### TASK DESCRIPTION
Please repeat the data shown below, word for word.

### PROVIDED RECORDS

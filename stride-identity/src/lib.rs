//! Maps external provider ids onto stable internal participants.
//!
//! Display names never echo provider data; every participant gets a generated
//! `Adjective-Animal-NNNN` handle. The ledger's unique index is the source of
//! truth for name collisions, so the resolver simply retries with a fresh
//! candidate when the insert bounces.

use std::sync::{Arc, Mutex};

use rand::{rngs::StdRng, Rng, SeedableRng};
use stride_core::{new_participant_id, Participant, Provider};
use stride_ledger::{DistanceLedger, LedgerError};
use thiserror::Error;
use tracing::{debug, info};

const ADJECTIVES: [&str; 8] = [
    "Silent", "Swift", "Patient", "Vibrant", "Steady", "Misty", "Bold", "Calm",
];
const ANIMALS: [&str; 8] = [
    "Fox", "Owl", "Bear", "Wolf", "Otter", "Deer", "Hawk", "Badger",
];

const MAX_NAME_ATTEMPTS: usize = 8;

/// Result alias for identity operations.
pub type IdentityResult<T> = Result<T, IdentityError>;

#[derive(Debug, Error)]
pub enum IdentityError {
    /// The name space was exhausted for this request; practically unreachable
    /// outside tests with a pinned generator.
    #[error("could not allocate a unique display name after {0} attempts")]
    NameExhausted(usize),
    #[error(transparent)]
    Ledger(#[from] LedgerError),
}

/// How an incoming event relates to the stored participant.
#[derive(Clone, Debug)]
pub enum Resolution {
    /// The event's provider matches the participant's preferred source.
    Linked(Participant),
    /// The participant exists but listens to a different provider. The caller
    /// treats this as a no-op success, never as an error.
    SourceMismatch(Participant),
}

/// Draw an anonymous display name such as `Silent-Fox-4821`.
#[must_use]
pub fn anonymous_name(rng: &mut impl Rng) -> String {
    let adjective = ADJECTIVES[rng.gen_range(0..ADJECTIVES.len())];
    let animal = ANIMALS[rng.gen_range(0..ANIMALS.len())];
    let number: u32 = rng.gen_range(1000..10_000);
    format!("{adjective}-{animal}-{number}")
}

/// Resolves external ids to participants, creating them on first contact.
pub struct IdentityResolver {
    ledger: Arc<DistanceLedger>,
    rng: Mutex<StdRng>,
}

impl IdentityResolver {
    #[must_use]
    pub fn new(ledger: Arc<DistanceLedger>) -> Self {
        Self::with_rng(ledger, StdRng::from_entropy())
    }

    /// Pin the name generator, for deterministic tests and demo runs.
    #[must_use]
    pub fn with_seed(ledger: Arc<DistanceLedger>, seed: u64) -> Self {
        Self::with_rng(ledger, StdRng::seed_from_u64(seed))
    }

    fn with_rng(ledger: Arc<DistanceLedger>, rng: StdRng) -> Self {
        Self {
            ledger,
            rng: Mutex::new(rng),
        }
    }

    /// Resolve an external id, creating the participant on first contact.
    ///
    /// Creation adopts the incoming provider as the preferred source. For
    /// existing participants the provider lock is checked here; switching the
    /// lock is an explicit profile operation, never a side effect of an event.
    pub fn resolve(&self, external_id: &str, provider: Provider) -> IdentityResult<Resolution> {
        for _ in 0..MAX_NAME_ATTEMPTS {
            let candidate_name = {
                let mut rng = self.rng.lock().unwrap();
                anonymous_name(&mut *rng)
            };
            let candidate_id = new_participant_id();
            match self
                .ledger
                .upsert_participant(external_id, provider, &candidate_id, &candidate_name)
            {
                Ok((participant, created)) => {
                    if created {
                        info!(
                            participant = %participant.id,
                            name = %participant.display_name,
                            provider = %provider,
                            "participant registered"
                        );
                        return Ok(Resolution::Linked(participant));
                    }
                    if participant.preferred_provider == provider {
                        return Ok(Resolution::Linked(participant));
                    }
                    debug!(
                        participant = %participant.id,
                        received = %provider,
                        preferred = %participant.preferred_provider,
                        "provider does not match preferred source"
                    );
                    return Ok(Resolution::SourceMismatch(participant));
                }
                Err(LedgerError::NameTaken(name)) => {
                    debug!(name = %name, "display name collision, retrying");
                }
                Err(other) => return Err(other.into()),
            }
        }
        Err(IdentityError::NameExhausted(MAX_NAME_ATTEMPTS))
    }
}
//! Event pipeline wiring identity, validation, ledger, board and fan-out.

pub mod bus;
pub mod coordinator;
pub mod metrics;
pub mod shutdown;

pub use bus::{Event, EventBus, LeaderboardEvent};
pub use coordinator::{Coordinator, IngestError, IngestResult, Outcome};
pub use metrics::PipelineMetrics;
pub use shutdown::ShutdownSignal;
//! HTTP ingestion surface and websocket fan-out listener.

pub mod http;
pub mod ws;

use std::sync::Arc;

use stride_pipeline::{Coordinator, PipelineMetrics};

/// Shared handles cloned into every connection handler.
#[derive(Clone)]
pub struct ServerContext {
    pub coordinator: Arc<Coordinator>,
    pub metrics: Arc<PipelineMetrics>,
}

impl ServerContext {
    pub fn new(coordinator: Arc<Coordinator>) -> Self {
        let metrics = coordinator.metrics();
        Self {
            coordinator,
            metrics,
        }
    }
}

### TASK SOLUTION
filename stride-identity/src/lib.rs
//! Maps external provider ids onto stable internal participants.
//!
//! Display names never echo provider data; every participant gets a generated
//! `Adjective-Animal-NNNN` handle. The ledger's unique index is the source of
//! truth for name collisions, so the resolver simply retries with a fresh
//! candidate when the insert bounces.

use std::sync::{Arc, Mutex};

use rand::{rngs::StdRng, Rng, SeedableRng};
use stride_core::{new_participant_id, Participant, Provider};
use stride_ledger::{DistanceLedger, LedgerError};
use thiserror::Error;
use tracing::{debug, info};

const ADJECTIVES: [&str; 8] = [
    "Silent", "Swift", "Patient", "Vibrant", "Steady", "Misty", "Bold", "Calm",
];
const ANIMALS: [&str; 8] = [
    "Fox", "Owl", "Bear", "Wolf", "Otter", "Deer", "Hawk", "Badger",
];

const MAX_NAME_ATTEMPTS: usize = 8;

/// Result alias for identity operations.
pub type IdentityResult<T> = Result<T, IdentityError>;

#[derive(Debug, Error)]
pub enum IdentityError {
    /// The name space was exhausted for this request; practically unreachable
    /// outside tests with a pinned generator.
    #[error("could not allocate a unique display name after {0} attempts")]
    NameExhausted(usize),
    #[error(transparent)]
    Ledger(#[from] LedgerError),
}

/// How an incoming event relates to the stored participant.
#[derive(Clone, Debug)]
pub enum Resolution {
    /// The event's provider matches the participant's preferred source.
    Linked(Participant),
    /// The participant exists but listens to a different provider. The caller
    /// treats this as a no-op success, never as an error.
    SourceMismatch(Participant),
}

/// Draw an anonymous display name such as `Silent-Fox-4821`.
#[must_use]
pub fn anonymous_name(rng: &mut impl Rng) -> String {
    let adjective = ADJECTIVES[rng.gen_range(0..ADJECTIVES.len())];
    let animal = ANIMALS[rng.gen_range(0..ANIMALS.len())];
    let number: u32 = rng.gen_range(1000..10_000);
    format!("{adjective}-{animal}-{number}")
}

/// Resolves external ids to participants, creating them on first contact.
pub struct IdentityResolver {
    ledger: Arc<DistanceLedger>,
    rng: Mutex<StdRng>,
}

impl IdentityResolver {
    #[must_use]
    pub fn new(ledger: Arc<DistanceLedger>) -> Self {
        Self::with_rng(ledger, StdRng::from_entropy())
    }

    /// Pin the name generator, for deterministic tests and demo runs.
    #[must_use]
    pub fn with_seed(ledger: Arc<DistanceLedger>, seed: u64) -> Self {
        Self::with_rng(ledger, StdRng::seed_from_u64(seed))
    }

    fn with_rng(ledger: Arc<DistanceLedger>, rng: StdRng) -> Self {
        Self {
            ledger,
            rng: Mutex::new(rng),
        }
    }

    /// Resolve an external id, creating the participant on first contact.
    ///
    /// Creation adopts the incoming provider as the preferred source. For
    /// existing participants the provider lock is checked here; switching the
    /// lock is an explicit profile operation, never a side effect of an event.
    pub fn resolve(&self, external_id: &str, provider: Provider) -> IdentityResult<Resolution> {
        for _ in 0..MAX_NAME_ATTEMPTS {
            let candidate_name = {
                let mut rng = self.rng.lock().unwrap();
                anonymous_name(&mut *rng)
            };
            let candidate_id = new_participant_id();
            match self
                .ledger
                .upsert_participant(external_id, provider, &candidate_id, &candidate_name)
            {
                Ok((participant, created)) => {
                    if created {
                        info!(
                            participant = %participant.id,
                            name = %participant.display_name,
                            provider = %provider,
                            "participant registered"
                        );
                        return Ok(Resolution::Linked(participant));
                    }
                    if participant.preferred_provider == provider {
                        return Ok(Resolution::Linked(participant));
                    }
                    debug!(
                        participant = %participant.id,
                        received = %provider,
                        preferred = %participant.preferred_provider,
                        "provider does not match preferred source"
                    );
                    return Ok(Resolution::SourceMismatch(participant));
                }
                Err(LedgerError::NameTaken(name)) => {
                    debug!(name = %name, "display name collision, retrying");
                }
                Err(other) => return Err(other.into()),
            }
        }
        Err(IdentityError::NameExhausted(MAX_NAME_ATTEMPTS))
    }
}
//! Event pipeline wiring identity, validation, ledger, board and fan-out.

pub mod bus;
pub mod coordinator;
pub mod metrics;
pub mod shutdown;

pub use bus::{Event, EventBus, LeaderboardEvent};
pub use coordinator::{Coordinator, IngestError, IngestResult, Outcome};
pub use metrics::PipelineMetrics;
pub use shutdown::ShutdownSignal;
//! HTTP ingestion surface and websocket fan-out listener.

pub mod http;
pub mod ws;

use std::sync::Arc;

use stride_pipeline::{Coordinator, PipelineMetrics};

/// Shared handles cloned into every connection handler.
#[derive(Clone)]
pub struct ServerContext {
    pub coordinator: Arc<Coordinator>,
    pub metrics: Arc<PipelineMetrics>,
}

impl ServerContext {
    pub fn new(coordinator: Arc<Coordinator>) -> Self {
        let metrics = coordinator.metrics();
        Self {
            coordinator,
            metrics,
        }
    }
}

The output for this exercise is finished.